**TASK REQUIREMENTS**
Starting at the first line, copy the data below through to the end, exactly.

(Items listed in a dataset)

◆ ◆ ◆

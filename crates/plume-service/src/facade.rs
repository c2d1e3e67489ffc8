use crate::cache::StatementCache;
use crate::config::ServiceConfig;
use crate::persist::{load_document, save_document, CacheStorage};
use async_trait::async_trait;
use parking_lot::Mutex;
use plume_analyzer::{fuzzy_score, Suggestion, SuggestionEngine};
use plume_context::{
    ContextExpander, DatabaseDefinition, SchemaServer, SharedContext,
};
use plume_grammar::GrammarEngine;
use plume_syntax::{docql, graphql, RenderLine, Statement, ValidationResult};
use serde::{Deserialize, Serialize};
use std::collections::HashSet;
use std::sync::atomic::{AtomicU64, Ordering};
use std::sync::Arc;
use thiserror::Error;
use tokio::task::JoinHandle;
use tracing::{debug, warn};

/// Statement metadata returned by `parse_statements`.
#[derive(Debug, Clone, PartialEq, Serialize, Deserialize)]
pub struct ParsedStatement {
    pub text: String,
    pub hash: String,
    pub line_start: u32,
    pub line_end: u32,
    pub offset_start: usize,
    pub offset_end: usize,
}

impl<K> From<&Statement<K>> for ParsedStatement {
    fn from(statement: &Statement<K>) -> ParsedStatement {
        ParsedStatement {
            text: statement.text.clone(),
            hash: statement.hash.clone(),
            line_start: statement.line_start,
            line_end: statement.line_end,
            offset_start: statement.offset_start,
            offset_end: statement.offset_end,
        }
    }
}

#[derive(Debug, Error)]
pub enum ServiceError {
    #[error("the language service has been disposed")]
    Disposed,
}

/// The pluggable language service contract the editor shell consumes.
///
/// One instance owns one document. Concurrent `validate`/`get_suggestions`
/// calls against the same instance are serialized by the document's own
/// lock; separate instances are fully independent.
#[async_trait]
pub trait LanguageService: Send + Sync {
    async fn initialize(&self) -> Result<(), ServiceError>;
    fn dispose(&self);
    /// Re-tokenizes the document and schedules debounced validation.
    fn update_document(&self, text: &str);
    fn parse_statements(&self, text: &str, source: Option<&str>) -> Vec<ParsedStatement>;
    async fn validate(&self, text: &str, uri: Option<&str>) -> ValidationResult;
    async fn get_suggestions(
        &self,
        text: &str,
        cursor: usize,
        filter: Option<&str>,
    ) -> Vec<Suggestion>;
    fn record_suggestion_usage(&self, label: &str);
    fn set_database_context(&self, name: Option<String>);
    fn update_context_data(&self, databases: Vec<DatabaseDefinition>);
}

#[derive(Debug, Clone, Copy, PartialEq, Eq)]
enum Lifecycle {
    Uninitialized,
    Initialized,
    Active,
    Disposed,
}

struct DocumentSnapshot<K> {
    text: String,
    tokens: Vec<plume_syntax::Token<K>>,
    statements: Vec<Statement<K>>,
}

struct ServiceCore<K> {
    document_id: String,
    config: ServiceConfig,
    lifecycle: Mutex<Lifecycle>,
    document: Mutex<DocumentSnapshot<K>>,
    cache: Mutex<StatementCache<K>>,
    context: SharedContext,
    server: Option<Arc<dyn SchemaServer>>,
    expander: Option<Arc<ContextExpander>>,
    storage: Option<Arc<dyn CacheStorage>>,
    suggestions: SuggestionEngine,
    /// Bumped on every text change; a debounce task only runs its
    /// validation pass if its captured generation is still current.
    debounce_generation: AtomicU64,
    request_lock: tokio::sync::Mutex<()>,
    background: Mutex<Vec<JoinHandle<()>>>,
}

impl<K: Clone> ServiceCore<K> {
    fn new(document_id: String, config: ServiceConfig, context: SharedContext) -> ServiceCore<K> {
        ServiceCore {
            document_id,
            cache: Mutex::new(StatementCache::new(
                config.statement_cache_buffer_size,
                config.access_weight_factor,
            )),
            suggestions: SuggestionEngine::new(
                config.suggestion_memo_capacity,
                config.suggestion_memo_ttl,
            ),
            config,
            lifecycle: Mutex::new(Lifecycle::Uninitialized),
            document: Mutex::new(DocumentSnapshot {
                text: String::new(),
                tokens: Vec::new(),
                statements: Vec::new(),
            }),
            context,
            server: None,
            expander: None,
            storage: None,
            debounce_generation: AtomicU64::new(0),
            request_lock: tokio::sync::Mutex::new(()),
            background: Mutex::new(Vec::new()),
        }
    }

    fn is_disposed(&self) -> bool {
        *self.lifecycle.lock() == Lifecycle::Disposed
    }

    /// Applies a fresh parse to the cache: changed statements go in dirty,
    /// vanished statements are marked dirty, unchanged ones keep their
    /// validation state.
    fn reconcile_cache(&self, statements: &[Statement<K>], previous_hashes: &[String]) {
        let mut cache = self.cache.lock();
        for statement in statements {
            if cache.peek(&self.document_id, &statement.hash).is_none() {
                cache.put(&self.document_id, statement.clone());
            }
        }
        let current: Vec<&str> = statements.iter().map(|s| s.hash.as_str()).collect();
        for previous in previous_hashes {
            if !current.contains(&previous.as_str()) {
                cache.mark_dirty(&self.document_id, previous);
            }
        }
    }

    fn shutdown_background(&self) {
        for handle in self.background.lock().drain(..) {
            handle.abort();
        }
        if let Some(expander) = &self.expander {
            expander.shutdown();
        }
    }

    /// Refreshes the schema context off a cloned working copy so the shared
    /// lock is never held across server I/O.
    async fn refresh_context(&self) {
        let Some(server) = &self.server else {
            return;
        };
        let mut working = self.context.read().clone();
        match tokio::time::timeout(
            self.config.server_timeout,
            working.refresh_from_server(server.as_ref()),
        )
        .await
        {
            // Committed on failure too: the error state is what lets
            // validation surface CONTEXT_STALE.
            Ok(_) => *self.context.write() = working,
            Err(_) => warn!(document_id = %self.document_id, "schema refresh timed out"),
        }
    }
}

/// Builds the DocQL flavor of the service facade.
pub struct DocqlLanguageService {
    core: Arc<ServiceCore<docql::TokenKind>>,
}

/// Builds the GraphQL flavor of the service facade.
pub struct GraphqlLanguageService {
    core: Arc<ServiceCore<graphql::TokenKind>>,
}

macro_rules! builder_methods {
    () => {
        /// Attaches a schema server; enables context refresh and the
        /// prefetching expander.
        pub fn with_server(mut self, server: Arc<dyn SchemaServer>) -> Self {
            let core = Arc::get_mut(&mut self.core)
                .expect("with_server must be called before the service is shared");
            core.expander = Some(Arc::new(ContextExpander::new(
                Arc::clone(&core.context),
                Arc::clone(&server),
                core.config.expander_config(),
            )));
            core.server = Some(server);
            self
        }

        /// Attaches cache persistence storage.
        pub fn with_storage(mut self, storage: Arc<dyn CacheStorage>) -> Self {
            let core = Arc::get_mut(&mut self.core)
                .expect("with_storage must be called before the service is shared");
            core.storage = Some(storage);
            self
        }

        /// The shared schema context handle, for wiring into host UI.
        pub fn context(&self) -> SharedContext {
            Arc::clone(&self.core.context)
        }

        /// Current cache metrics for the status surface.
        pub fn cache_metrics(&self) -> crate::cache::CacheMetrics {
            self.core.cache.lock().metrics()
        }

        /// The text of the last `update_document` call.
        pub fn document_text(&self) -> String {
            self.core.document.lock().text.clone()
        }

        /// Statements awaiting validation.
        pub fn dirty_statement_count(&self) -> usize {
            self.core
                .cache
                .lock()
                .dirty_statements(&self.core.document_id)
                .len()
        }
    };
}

◆ ◆ ◆

**TASK ANSWER**
filename crates/plume-service/src/facade.rs
repository c2d1e3e67489ffc8
use crate::cache::StatementCache;
use crate::config::ServiceConfig;
use crate::persist::{load_document, save_document, CacheStorage};
use async_trait::async_trait;
use parking_lot::Mutex;
use plume_analyzer::{fuzzy_score, Suggestion, SuggestionEngine};
use plume_context::{
    ContextExpander, DatabaseDefinition, SchemaServer, SharedContext,
};
use plume_grammar::GrammarEngine;
use plume_syntax::{docql, graphql, RenderLine, Statement, ValidationResult};
use serde::{Deserialize, Serialize};
use std::collections::HashSet;
use std::sync::atomic::{AtomicU64, Ordering};
use std::sync::Arc;
use thiserror::Error;
use tokio::task::JoinHandle;
use tracing::{debug, warn};

/// Statement metadata returned by `parse_statements`.
#[derive(Debug, Clone, PartialEq, Serialize, Deserialize)]
pub struct ParsedStatement {
    pub text: String,
    pub hash: String,
    pub line_start: u32,
    pub line_end: u32,
    pub offset_start: usize,
    pub offset_end: usize,
}

impl<K> From<&Statement<K>> for ParsedStatement {
    fn from(statement: &Statement<K>) -> ParsedStatement {
        ParsedStatement {
            text: statement.text.clone(),
            hash: statement.hash.clone(),
            line_start: statement.line_start,
            line_end: statement.line_end,
            offset_start: statement.offset_start,
            offset_end: statement.offset_end,
        }
    }
}

#[derive(Debug, Error)]
pub enum ServiceError {
    #[error("the language service has been disposed")]
    Disposed,
}

/// The pluggable language service contract the editor shell consumes.
///
/// One instance owns one document. Concurrent `validate`/`get_suggestions`
/// calls against the same instance are serialized by the document's own
/// lock; separate instances are fully independent.
#[async_trait]
pub trait LanguageService: Send + Sync {
    async fn initialize(&self) -> Result<(), ServiceError>;
    fn dispose(&self);
    /// Re-tokenizes the document and schedules debounced validation.
    fn update_document(&self, text: &str);
    fn parse_statements(&self, text: &str, source: Option<&str>) -> Vec<ParsedStatement>;
    async fn validate(&self, text: &str, uri: Option<&str>) -> ValidationResult;
    async fn get_suggestions(
        &self,
        text: &str,
        cursor: usize,
        filter: Option<&str>,
    ) -> Vec<Suggestion>;
    fn record_suggestion_usage(&self, label: &str);
    fn set_database_context(&self, name: Option<String>);
    fn update_context_data(&self, databases: Vec<DatabaseDefinition>);
}

#[derive(Debug, Clone, Copy, PartialEq, Eq)]
enum Lifecycle {
    Uninitialized,
    Initialized,
    Active,
    Disposed,
}

struct DocumentSnapshot<K> {
    text: String,
    tokens: Vec<plume_syntax::Token<K>>,
    statements: Vec<Statement<K>>,
}

struct ServiceCore<K> {
    document_id: String,
    config: ServiceConfig,
    lifecycle: Mutex<Lifecycle>,
    document: Mutex<DocumentSnapshot<K>>,
    cache: Mutex<StatementCache<K>>,
    context: SharedContext,
    server: Option<Arc<dyn SchemaServer>>,
    expander: Option<Arc<ContextExpander>>,
    storage: Option<Arc<dyn CacheStorage>>,
    suggestions: SuggestionEngine,
    /// Bumped on every text change; a debounce task only runs its
    /// validation pass if its captured generation is still current.
    debounce_generation: AtomicU64,
    request_lock: tokio::sync::Mutex<()>,
    background: Mutex<Vec<JoinHandle<()>>>,
}

impl<K: Clone> ServiceCore<K> {
    fn new(document_id: String, config: ServiceConfig, context: SharedContext) -> ServiceCore<K> {
        ServiceCore {
            document_id,
            cache: Mutex::new(StatementCache::new(
                config.statement_cache_buffer_size,
                config.access_weight_factor,
            )),
            suggestions: SuggestionEngine::new(
                config.suggestion_memo_capacity,
                config.suggestion_memo_ttl,
            ),
            config,
            lifecycle: Mutex::new(Lifecycle::Uninitialized),
            document: Mutex::new(DocumentSnapshot {
                text: String::new(),
                tokens: Vec::new(),
                statements: Vec::new(),
            }),
            context,
            server: None,
            expander: None,
            storage: None,
            debounce_generation: AtomicU64::new(0),
            request_lock: tokio::sync::Mutex::new(()),
            background: Mutex::new(Vec::new()),
        }
    }

    fn is_disposed(&self) -> bool {
        *self.lifecycle.lock() == Lifecycle::Disposed
    }

    /// Applies a fresh parse to the cache: changed statements go in dirty,
    /// vanished statements are marked dirty, unchanged ones keep their
    /// validation state.
    fn reconcile_cache(&self, statements: &[Statement<K>], previous_hashes: &[String]) {
        let mut cache = self.cache.lock();
        for statement in statements {
            if cache.peek(&self.document_id, &statement.hash).is_none() {
                cache.put(&self.document_id, statement.clone());
            }
        }
        let current: Vec<&str> = statements.iter().map(|s| s.hash.as_str()).collect();
        for previous in previous_hashes {
            if !current.contains(&previous.as_str()) {
                cache.mark_dirty(&self.document_id, previous);
            }
        }
    }

    fn shutdown_background(&self) {
        for handle in self.background.lock().drain(..) {
            handle.abort();
        }
        if let Some(expander) = &self.expander {
            expander.shutdown();
        }
    }

    /// Refreshes the schema context off a cloned working copy so the shared
    /// lock is never held across server I/O.
    async fn refresh_context(&self) {
        let Some(server) = &self.server else {
            return;
        };
        let mut working = self.context.read().clone();
        match tokio::time::timeout(
            self.config.server_timeout,
            working.refresh_from_server(server.as_ref()),
        )
        .await
        {
            // Committed on failure too: the error state is what lets
            // validation surface CONTEXT_STALE.
            Ok(_) => *self.context.write() = working,
            Err(_) => warn!(document_id = %self.document_id, "schema refresh timed out"),
        }
    }
}

/// Builds the DocQL flavor of the service facade.
pub struct DocqlLanguageService {
    core: Arc<ServiceCore<docql::TokenKind>>,
}

/// Builds the GraphQL flavor of the service facade.
pub struct GraphqlLanguageService {
    core: Arc<ServiceCore<graphql::TokenKind>>,
}

macro_rules! builder_methods {
    () => {
        /// Attaches a schema server; enables context refresh and the
        /// prefetching expander.
        pub fn with_server(mut self, server: Arc<dyn SchemaServer>) -> Self {
            let core = Arc::get_mut(&mut self.core)
                .expect("with_server must be called before the service is shared");
            core.expander = Some(Arc::new(ContextExpander::new(
                Arc::clone(&core.context),
                Arc::clone(&server),
                core.config.expander_config(),
            )));
            core.server = Some(server);
            self
        }

        /// Attaches cache persistence storage.
        pub fn with_storage(mut self, storage: Arc<dyn CacheStorage>) -> Self {
            let core = Arc::get_mut(&mut self.core)
                .expect("with_storage must be called before the service is shared");
            core.storage = Some(storage);
            self
        }

        /// The shared schema context handle, for wiring into host UI.
        pub fn context(&self) -> SharedContext {
            Arc::clone(&self.core.context)
        }

        /// Current cache metrics for the status surface.
        pub fn cache_metrics(&self) -> crate::cache::CacheMetrics {
            self.core.cache.lock().metrics()
        }

        /// The text of the last `update_document` call.
        pub fn document_text(&self) -> String {
            self.core.document.lock().text.clone()
        }

        /// Statements awaiting validation.
        pub fn dirty_statement_count(&self) -> usize {
            self.core
                .cache
                .lock()
                .dirty_statements(&self.core.document_id)
                .len()
        }
    };
}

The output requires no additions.